The legendary booze-addled metal rocker turned reality-TV star comes clean in his tell-all autobiography.
Although brought up in the bleak British factory town of Aston, John “Ozzy” Osbourne’s tragicomic rags-to-riches tale is somehow quintessentially American. It’s an epic dream/nightmare that takes him from Winson Green prison in 1966 to a presidential dinner with George W. Bush in 2004. Tracing his adult life from petty thief and slaughterhouse worker to rock star, Osbourne’s first-person slang-and-expletive-driven style comes off like he’s casually relating his story while knocking back pints at the pub. “What you read here,” he writes, “is what dribbled out of the jelly I call my brain when I asked it for my life story.” During the late 1960s his transformation from inept shoplifter to notorious Black Sabbath frontman was unlikely enough. In fact, the band got its first paying gigs by waiting outside concert venues hoping the regularly scheduled act wouldn’t show. After a few years, Osbourne and his bandmates were touring America and becoming millionaires from their riff-heavy doom music. As expected, with success came personal excess and inevitable alienation from the other members of the group. But as a solo performer, Osbourne’s predilection for guns, drink, drugs, near-death experiences, cruelty to animals and relieving himself in public soon became the stuff of legend.

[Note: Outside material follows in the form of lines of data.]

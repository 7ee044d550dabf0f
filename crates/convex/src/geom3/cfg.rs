//! Tolerance defaults for 3D convex geometry (internal).
//!
//! Policy
//! - Fixed constants live here; knobs a caller may want to tune travel in
//!   `HullCfg` / `SimplifyCfg` instead. No tolerance is process-global: the
//!   classification band is always an explicit `eps` argument.

/// Default on-plane band for classification outside of hull retries.
pub const DIST_EPS: f64 = 1e-5;
/// Cross-product length under which a plane normal is treated as zero.
pub(crate) const NORMAL_EPS: f64 = 1e-10;
/// Coplanar groups must stay within this band of their own plane.
pub(crate) const VALID_TOLERANCE: f64 = 0.03;
/// `1 - |cos|` under which two directions count as collinear.
pub(crate) const COLLINEAR_EPS: f64 = 6e-5;
/// Sentinel for "no least-error face yet".
pub(crate) const MAX_ERROR: f64 = 1e8;
/// Consecutive edge normals with a dot below this get a bevel plane.
pub(crate) const ACUTE_THRESH: f64 = 0.0;
/// Exported coordinates must stay within `±VERT_VALUE_MAX`.
pub(crate) const VERT_VALUE_MAX: f64 = 1e5;
/// Padding applied to exported bounding boxes.
pub(crate) const AABB_PAD: f64 = 1e-4;
/// Starting distance for nearest-boundary searches.
pub(crate) const NEAREST_START: f64 = 1000.0;
//! End-to-end entry points: points to hull, hull to decimated polytope,
//! polytope to exported `ConvexData`.
//!
//! Purpose
//! - One free function per stage so callers (the CLI, asset tooling, tests)
//!   never touch the builder state machine or the polytope arena directly.
//!
//! Notes
//! - A simplification that raised the exception flag is reported as an error
//!   even though the polytope itself is left in its last good state; callers
//!   are expected to fall back to a coarser proxy (e.g. the AABB).

use serde::{Deserialize, Serialize};

use crate::convex_data::ConvexData;
use crate::error::{ConvexError, Result};
use crate::geom3::{all_finite, dedup_points, Aabb, Vec3};
use crate::hull::{build_planar, GiftWrap, Hull2dCfg, HullCfg, HullResult};
use crate::polytope::{Polytope, SimplifyCfg};

/// Every knob of the pipeline; the CLI loads this from JSON.
#[derive(Clone, Copy, Debug, Default, PartialEq, Serialize, Deserialize)]
#[serde(default)]
pub struct PipelineCfg {
    pub hull: HullCfg,
    pub hull2d: Hull2dCfg,
    pub simplify: SimplifyCfg,
}

fn prepare(points: &[Vec3], dedup_eps: f64) -> Result<Vec<Vec3>> {
    if !all_finite(points) {
        return Err(ConvexError::degenerate("non-finite input coordinate"));
    }
    let pts = dedup_points(points, dedup_eps);
    if pts.len() < 3 {
        return Err(ConvexError::TooFewPoints {
            found: pts.len(),
            needed: 3,
        });
    }
    Ok(pts)
}

/// Gift-wrap `points` after merging near-duplicates.
pub fn build_convex_hull(points: &[Vec3], cfg: &HullCfg) -> Result<HullResult> {
    let pts = prepare(points, cfg.dedup_eps)?;
    GiftWrap::new(pts, *cfg)?.compute()
}

/// Planar variant: wrap the `xz` shadow of `points` as one polygon.
pub fn build_convex_hull_2d(points: &[Vec3], cfg: &Hull2dCfg) -> Result<HullResult> {
    let pts = prepare(points, cfg.identical_eps * 0.1)?;
    build_planar(&pts, cfg)
}

/// Build the polytope and decimate it. Recorded errors are divided by
/// `error_scale`, which `goto_error` compares against.
pub fn simplify(hull: HullResult, error_scale: f64, cfg: &SimplifyCfg) -> Result<Polytope> {
    let mut poly = Polytope::from_hull(hull, error_scale, *cfg)?;
    poly.reduce_all()?;
    Ok(poly)
}

/// `simplify` with the hull's bounding-box diagonal as error scale.
pub fn simplify_default(hull: HullResult, cfg: &SimplifyCfg) -> Result<Polytope> {
    let diag = Aabb::from_points(&hull.vertices).diagonal();
    let scale = if diag > 0.0 { diag } else { 1.0 };
    simplify(hull, scale, cfg)
}

/// `false` if `n` lies outside the recorded history.
pub fn goto_face_count(poly: &mut Polytope, n: usize) -> bool {
    poly.goto_face_count(n).is_ok()
}

pub fn goto_error(poly: &mut Polytope, relative_error: f64) -> bool {
    poly.goto_error(relative_error).is_ok()
}

#[inline]
pub fn export_convex_data(poly: &Polytope) -> ConvexData {
    poly.to_convex_data()
}

/// Hull, decimate and stop at the requested face count or error; `None` for
/// both keeps the fully decimated state.
pub fn run(
    points: &[Vec3],
    cfg: &PipelineCfg,
    faces: Option<usize>,
    error: Option<f64>,
) -> Result<ConvexData> {
    let hull = build_convex_hull(points, &cfg.hull)?;
    let mut poly = simplify_default(hull, &cfg.simplify)?;
    if let Some(n) = faces {
        poly.goto_face_count(n)?;
    } else if let Some(e) = error {
        poly.goto_error(e)?;
    }
    Ok(poly.to_convex_data())
}

#[cfg(test)]
mod tests {
    use super::*;

    fn cube() -> Vec<Vec3> {
        (0..8)
            .map(|i| Vec3::new((i & 1) as f64, ((i >> 1) & 1) as f64, ((i >> 2) & 1) as f64))
            .collect()
    }

    fn icosahedron() -> Vec<Vec3> {
        let phi = (1.0 + 5f64.sqrt()) / 2.0;
        let mut v = Vec::new();
        for a in [-1.0, 1.0] {
            for b in [-phi, phi] {
                v.push(Vec3::new(0.0, a, b) * 0.05);
                v.push(Vec3::new(a, b, 0.0) * 0.05);
                v.push(Vec3::new(b, 0.0, a) * 0.05);
            }
        }
        v
    }

    #[test]
    fn identical_points_fail_before_wrapping() {
        let pts = vec![Vec3::new(1.0, 2.0, 3.0); 10];
        assert!(matches!(
            build_convex_hull(&pts, &HullCfg::default()),
            Err(ConvexError::TooFewPoints { found: 1, needed: 3 })
        ));
        let mut pts = cube_with_extras();
        pts[2].y = f64::NAN;
        assert!(matches!(
            build_convex_hull(&pts, &HullCfg::default()),
            Err(ConvexError::Degenerate { .. })
        ));
    }

    fn cube_with_extras() -> Vec<Vec3> {
        let mut pts = cube();
        pts.push(Vec3::repeat(0.5));
        pts.push(Vec3::new(1.0 + 1e-5, 1.0, 1.0));
        pts
    }

    #[test]
    fn cube_survives_the_whole_pipeline() {
        let hull = build_convex_hull(&cube_with_extras(), &HullCfg::default()).unwrap();
        let poly = simplify_default(hull, &SimplifyCfg::default()).unwrap();
        assert_eq!(poly.face_count(), 6);
        assert!((poly.error_scale() - 3f64.sqrt()).abs() < 1e-9);
        let cd = export_convex_data(&poly);
        assert_eq!((cd.vertex_count(), cd.face_count()), (8, 6));
        assert!(cd.is_valid());
    }

    #[test]
    fn icosahedron_reaches_six_faces() {
        let hull = build_convex_hull(&icosahedron(), &HullCfg::default()).unwrap();
        let mut poly = simplify(hull, 1.0, &SimplifyCfg::default()).unwrap();
        assert!(goto_face_count(&mut poly, 6));
        assert_eq!(poly.face_count(), 6);
        assert!(!goto_face_count(&mut poly, 3));
        assert!(goto_face_count(&mut poly, 20));
        assert!(goto_error(&mut poly, 1e9));
        assert_eq!(poly.face_count(), 5);
        assert!(goto_face_count(&mut poly, 6));

        let cd = export_convex_data(&poly);
        assert_eq!(cd.face_count(), 6);
        for v in &icosahedron() {
            assert!(cd.contains(v, 1e-9));
        }
    }

    #[test]
    fn planar_cloud_becomes_prism() {
        let pts: Vec<Vec3> = (0..12)
            .map(|i| {
                let t = i as f64 * std::f64::consts::TAU / 12.0;
                Vec3::new(t.cos(), 0.3 * t.sin(), t.sin())
            })
            .collect();
        let hull = build_convex_hull_2d(&pts, &Hull2dCfg::default()).unwrap();
        assert!(hull.hull_is_2d);
        assert!(hull.vertices.iter().all(|v| v.y == 0.0));
        let poly = simplify(hull, 1.0, &SimplifyCfg::default()).unwrap();
        assert!(poly.is_prism());
        assert_eq!(poly.face_count(), 14);
        assert!(poly.is_closed());
    }

    #[test]
    fn run_honors_face_target() {
        let cfg = PipelineCfg::default();
        let cd = run(&icosahedron(), &cfg, Some(12), None).unwrap();
        assert_eq!(cd.face_count(), 12);
        assert!(run(&icosahedron(), &cfg, Some(2), None).is_err());
        let full = run(&icosahedron(), &cfg, None, None).unwrap();
        assert_eq!(full.face_count(), 5);
    }

    #[test]
    fn partial_json_config_uses_defaults() {
        let cfg: PipelineCfg =
            serde_json::from_str(r#"{ "simplify": { "accept_below": 0.05 } }"#).unwrap();
        assert_eq!(cfg.simplify.accept_below, 0.05);
        assert_eq!(cfg.simplify.min_face_count, 4);
        assert_eq!(cfg.hull, HullCfg::default());
    }
}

His most infamous exploits—biting the head off a bat and accidentally urinating on the Alamo—are addressed, but they seem tame compared to other dark moments of his checkered past: nearly killing his wife Sharon during an alcohol-induced blackout, waking up after a bender in the middle of a busy highway, burning down his backyard, etc. Osbourne is confessional to a fault, jeopardizing his demonic-rocker reputation with glib remarks about his love for Paul McCartney and Robin Williams. The most distinguishing feature of the book is the staggering chapter-by-chapter accumulation of drunken mishaps, bodily dysfunctions and drug-induced mayhem over a 40-plus-year career—a résumé of anti-social atrocities comparable to any of rock ’n’ roll’s most reckless outlaws.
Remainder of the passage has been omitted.